Work required
In the entries that follow, how many lines hold the string "ResponseError"? Give only that number.

Input START

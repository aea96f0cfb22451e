pub mod executor;
pub mod primitives;
pub mod query;
pub mod response;
pub mod store;

use crate::{
    db::{
        query::QueryError,
        response::ResponseError,
        store::{EntityRows, StoreError, decode_row, encode_row},
    },
    traits::{EntityIdentity, EntityValue},
};
use std::{any::Any, cell::RefCell, collections::BTreeMap};
use thiserror::Error as ThisError;

///
/// DbError
///

#[derive(Debug, ThisError)]
pub enum DbError {
    #[error(transparent)]
    QueryError(#[from] QueryError),

    #[error(transparent)]
    ResponseError(#[from] ResponseError),

    #[error(transparent)]
    StoreError(#[from] StoreError),
}

///
/// Db
///
/// A handle to the set of entity stores registered for one database.
///
/// Entities opt in at registration time via `register::<E>()`; queries,
/// writes, and the annotation facade all route through this handle.
/// Single-threaded by construction (interior `RefCell` state).
///

#[derive(Default)]
pub struct Db {
    stores: RefCell<BTreeMap<&'static str, Box<dyn Any>>>,
}

impl Db {
    #[must_use]
    pub fn new() -> Self {
        Self::default()
    }

    /// Register an entity's store. Idempotent.
    pub fn register<E: EntityIdentity + 'static>(&self) {
        self.stores
            .borrow_mut()
            .entry(E::ENTITY_NAME)
            .or_insert_with(|| Box::new(RefCell::new(EntityRows::<E>::new())));
    }

    /// Run a closure with read access to an entity's rows.
    pub fn with_rows<E: EntityIdentity + 'static, R>(
        &self,
        f: impl FnOnce(&EntityRows<E>) -> R,
    ) -> Result<R, StoreError> {
        let stores = self.stores.borrow();
        let cell = Self::rows_cell::<E>(&stores)?;

        Ok(f(&cell.borrow()))
    }

    /// Run a closure with write access to an entity's rows.
    pub fn with_rows_mut<E: EntityIdentity + 'static, R>(
        &self,
        f: impl FnOnce(&mut EntityRows<E>) -> R,
    ) -> Result<R, StoreError> {
        let stores = self.stores.borrow();
        let cell = Self::rows_cell::<E>(&stores)?;

        Ok(f(&mut cell.borrow_mut()))
    }

    fn rows_cell<'a, E: EntityIdentity + 'static>(
        stores: &'a BTreeMap<&'static str, Box<dyn Any>>,
    ) -> Result<&'a RefCell<EntityRows<E>>, StoreError> {
        let any = stores
            .get(E::ENTITY_NAME)
            .ok_or(StoreError::EntityNotRegistered(E::ENTITY_NAME))?;

        any.downcast_ref::<RefCell<EntityRows<E>>>()
            .ok_or(StoreError::StoreTypeMismatch(E::ENTITY_NAME))
    }

    //
    // Writes
    //

    /// Insert a new row; a row with the same primary key is an error.
    pub fn insert<E: EntityValue>(&self, entity: &E) -> Result<(), StoreError> {
        let bytes = encode_row(entity)?;

        self.with_rows_mut::<E, _>(|rows| rows.insert(entity.key(), bytes))?
    }

    /// Insert or overwrite a row.
    pub fn replace<E: EntityValue>(&self, entity: &E) -> Result<(), StoreError> {
        let bytes = encode_row(entity)?;

        self.with_rows_mut::<E, _>(|rows| rows.replace(entity.key(), bytes))?;

        Ok(())
    }

    /// Delete a row by primary key; returns whether a row was removed.
    pub fn delete<E: EntityValue>(&self, key: &E::Key) -> Result<bool, StoreError> {
        self.with_rows_mut::<E, _>(|rows| rows.remove(key))
    }

    //
    // Reads
    //

    /// Materialize every row of an entity in key order.
    pub fn scan<E: EntityValue>(&self) -> Result<Vec<(E::Key, E)>, StoreError> {
        self.with_rows::<E, _>(|rows| {
            rows.iter()
                .map(|(key, bytes)| decode_row::<E>(bytes).map(|entity| (*key, entity)))
                .collect()
        })?
    }

    /// Number of stored rows for an entity.
    pub fn len<E: EntityIdentity + 'static>(&self) -> Result<usize, StoreError> {
        self.with_rows::<E, _>(EntityRows::len)
    }
}

#[cfg(test)]
mod tests {
    use super::*;
    use crate::test_support::Product;

    #[test]
    fn unregistered_entity_is_an_error() {
        let db = Db::new();
        let err = db.scan::<Product>().unwrap_err();

        assert!(matches!(err, StoreError::EntityNotRegistered("Product")));
    }

    #[test]
    fn insert_rejects_duplicate_keys() {
        let db = Db::new();
        db.register::<Product>();

        let product = Product::fixture(1, "Amy", 100, 50);
        db.insert(&product).unwrap();

        let err = db.insert(&product).unwrap_err();
        assert!(matches!(err, StoreError::DuplicateKey { entity: "Product", .. }));
    }

    #[test]
    fn scan_returns_rows_in_key_order() {
        let db = Db::new();
        db.register::<Product>();

        for raw in [3u128, 1, 2] {
            db.insert(&Product::fixture(raw, "p", 1, 1)).unwrap();
        }

        let keys: Vec<u128> = db
            .scan::<Product>()
            .unwrap()
            .into_iter()
            .map(|(key, _)| key.to_u128())
            .collect();

        assert_eq!(keys, vec![1, 2, 3]);
    }

    #[test]
    fn replace_overwrites_and_delete_removes() {
        let db = Db::new();
        db.register::<Product>();

        let mut product = Product::fixture(1, "Amy", 100, 50);
        db.insert(&product).unwrap();

        product.price = 200;
        db.replace(&product).unwrap();

        let (_, stored) = db.scan::<Product>().unwrap().remove(0);
        assert_eq!(stored.price, 200);

        assert!(db.delete::<Product>(&product.id).unwrap());
        assert!(!db.delete::<Product>(&product.id).unwrap());
    }
}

Input END

Solution to this exercise
2